··· STORED DATA

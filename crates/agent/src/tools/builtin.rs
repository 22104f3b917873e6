//! Built-in tools: clock and HTTP

use super::{AgentTool, ToolOutcome, ToolSpec};
use async_trait::async_trait;
use chrono::{Local, SecondsFormat, Utc};
use reqwest::header::{HeaderMap, HeaderName, HeaderValue};
use reqwest::Method;
use serde::Deserialize;
use serde_json::{json, Map, Value};
use std::time::Duration;
use tracing::debug;

/// Response bodies longer than this are cut
pub const MAX_BODY_CHARS: usize = 10_000;

const HTTP_TIMEOUT: Duration = Duration::from_secs(30);

pub struct CurrentTimeTool;

#[async_trait]
impl AgentTool for CurrentTimeTool {
    fn spec(&self) -> ToolSpec {
        ToolSpec::new(
            "current_time",
            "Get the current date and time in ISO 8601 format.",
            json!({
                "type": "object",
                "properties": {
                    "timezone": {
                        "type": "string",
                        "enum": ["UTC", "local"],
                        "description": "UTC (default) or the machine's local time"
                    }
                }
            }),
        )
    }

    async fn invoke(&self, input: Value) -> ToolOutcome {
        let timezone = input.get("timezone").and_then(Value::as_str).unwrap_or("UTC");

        if timezone.eq_ignore_ascii_case("utc") {
            ToolOutcome::success(Utc::now().to_rfc3339_opts(SecondsFormat::Secs, true))
        } else if timezone.eq_ignore_ascii_case("local") {
            ToolOutcome::success(Local::now().to_rfc3339_opts(SecondsFormat::Secs, false))
        } else {
            ToolOutcome::error(format!("Unsupported timezone '{}': use UTC or local", timezone))
        }
    }
}

#[derive(Debug, Deserialize)]
struct HttpRequestInput {
    #[serde(default = "default_method")]
    method: String,
    url: String,
    #[serde(default)]
    headers: Map<String, Value>,
    #[serde(default)]
    body: Option<Value>,
}

fn default_method() -> String {
    "GET".to_string()
}

pub struct HttpRequestTool {
    http: reqwest::Client,
}

impl Default for HttpRequestTool {
    fn default() -> Self {
        let http = reqwest::Client::builder()
            .timeout(HTTP_TIMEOUT)
            .build()
            .unwrap_or_default();
        Self { http }
    }
}

impl HttpRequestTool {
    async fn send(&self, input: HttpRequestInput) -> Result<(u16, String), String> {
        let method = Method::from_bytes(input.method.to_uppercase().as_bytes())
            .map_err(|_| format!("Invalid HTTP method '{}'", input.method))?;

        let mut headers = HeaderMap::new();
        for (key, value) in &input.headers {
            let value = match value {
                Value::String(s) => s.clone(),
                other => other.to_string(),
            };
            let name = HeaderName::from_bytes(key.as_bytes()).map_err(|_| format!("Invalid header name '{}'", key))?;
            let value = HeaderValue::from_str(&value).map_err(|_| format!("Invalid value for header '{}'", key))?;
            headers.insert(name, value);
        }

        let mut request = self.http.request(method, &input.url).headers(headers);
        request = match input.body {
            Some(Value::String(s)) => request.body(s),
            Some(Value::Null) | None => request,
            Some(other) => request.json(&other),
        };

        debug!(url = %input.url, "http_request tool");
        let response = request.send().await.map_err(|e| format!("Request failed: {}", e))?;
        let status = response.status().as_u16();
        let body = response
            .text()
            .await
            .map_err(|e| format!("Failed to read response body: {}", e))?;
        Ok((status, body))
    }
}

/// Cut to `max` characters on a char boundary
pub(crate) fn truncate_chars(text: &str, max: usize) -> (String, bool) {
    match text.char_indices().nth(max) {
        Some((idx, _)) => (text[..idx].to_string(), true),
        None => (text.to_string(), false),
    }
}

#[async_trait]
impl AgentTool for HttpRequestTool {
    fn spec(&self) -> ToolSpec {
        ToolSpec::new(
            "http_request",
            "Make an HTTP request and return the status code and response body.",
            json!({
                "type": "object",
                "properties": {
                    "method": {"type": "string", "description": "HTTP method (default GET)"},
                    "url": {"type": "string", "description": "Absolute URL"},
                    "headers": {"type": "object", "description": "Request headers"},
                    "body": {"type": "string", "description": "Request body"}
                },
                "required": ["url"]
            }),
        )
    }

    async fn invoke(&self, input: Value) -> ToolOutcome {
        let input: HttpRequestInput = match serde_json::from_value(input) {
            Ok(i) => i,
            Err(e) => return ToolOutcome::error(format!("Invalid input: {}", e)),
        };

        match self.send(input).await {
            Ok((status, body)) => {
                let (body, truncated) = truncate_chars(&body, MAX_BODY_CHARS);
                let mut text = format!("Status: {}\n\n{}", status, body);
                if truncated {
                    text.push_str(&format!("\n\n[truncated to {} characters]", MAX_BODY_CHARS));
                }
                if (200..400).contains(&status) {
                    ToolOutcome::success(text)
                } else {
                    ToolOutcome::error(text)
                }
            }
            Err(message) => ToolOutcome::error(message),
        }
    }
}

······

■ GOAL OF THE EXERCISE
Look through the entries above; copy each line where the string "else" appears.

■ THE COMPLETED TASK
        } else if timezone.eq_ignore_ascii_case("local") {
        } else {
                } else {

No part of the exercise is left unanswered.